Join Kelsey Weigel, Scientist II at Flagship Biosciences, Inc.to discuss how she used her Notre Dame PhD for a career in the pharmaceutical industry.
All students, postdocs & faculty welcome. Cookies/coffee will be provided!
Kelsey Weigel Bio: After completing her BS in Molecular Biology and BA in Spanish at Rockhurst University, Kelsey went straight into the PhD program at the University of Notre Dame. While at Notre Dame she worked on a few different projects. She was in the home lab of Dr. Zach Schafer, and there she mainly focused on the contribution of the tumor microenvironment (TME) to the regulation of anoikis (detachment-induced cell death). In addition, she worked on a collaborative effort with Dr. Shaun Lee’s group on a unique therapeutic development proof-of-concept project.
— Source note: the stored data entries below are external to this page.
//! Timeout enforcement.
//!
//! # Responsibilities
//! - Wrap backend calls with a deadline
//! - Map elapsed deadlines to a distinct driver error
//!
//! # Design Decisions
//! - Uses Tokio's timeout facilities; the inner future is dropped on expiry
//! - Every backend call made by this crate goes through here

use std::future::Future;
use std::time::Duration;

use crate::connection::DriverError;

/// Run a fallible backend operation with a deadline.
pub async fn with_timeout<T, F>(limit: Duration, operation: F) -> Result<T, DriverError>
where
    F: Future<Output = Result<T, DriverError>>,
{
    match tokio::time::timeout(limit, operation).await {
        Ok(result) => result,
        Err(_) => Err(DriverError::Timeout(limit)),
    }
}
Most of the work on all her projects was done in breast cancer models. Upon receipt of her PhD, she proceeded to a two year Postdoctoral Fellowship at the University of Colorado Anschutz Medical Campus. While at Anschutz, Kelsey worked predominantly on TME signaling in head and neck cancer with heavy emphasis on mouse modeling. Although she had never had much opportunity to explore alternate careers, she used her time at Anschutz to network with and learn about the local pharmaceutical/biotech/diagnostics industry space and accepted a job offer from Flagship Biosciences. Flagship Biosciences is an imaging analysis company that operates in the pre-clinical to clinical space and focuses on the diagnostic personalized medicine space. Now, as a Scientist at Flagship, Kelsey utilizes her knowledge of cancer signaling pathways and mechanisms of action to interact with clients including large and small pharmaceutical companies and physicians. Her experiences gained in academia directly contribute to study design, data interpretation, and data-driven decision-making to improve cancer drug development and patient treatment opportunities.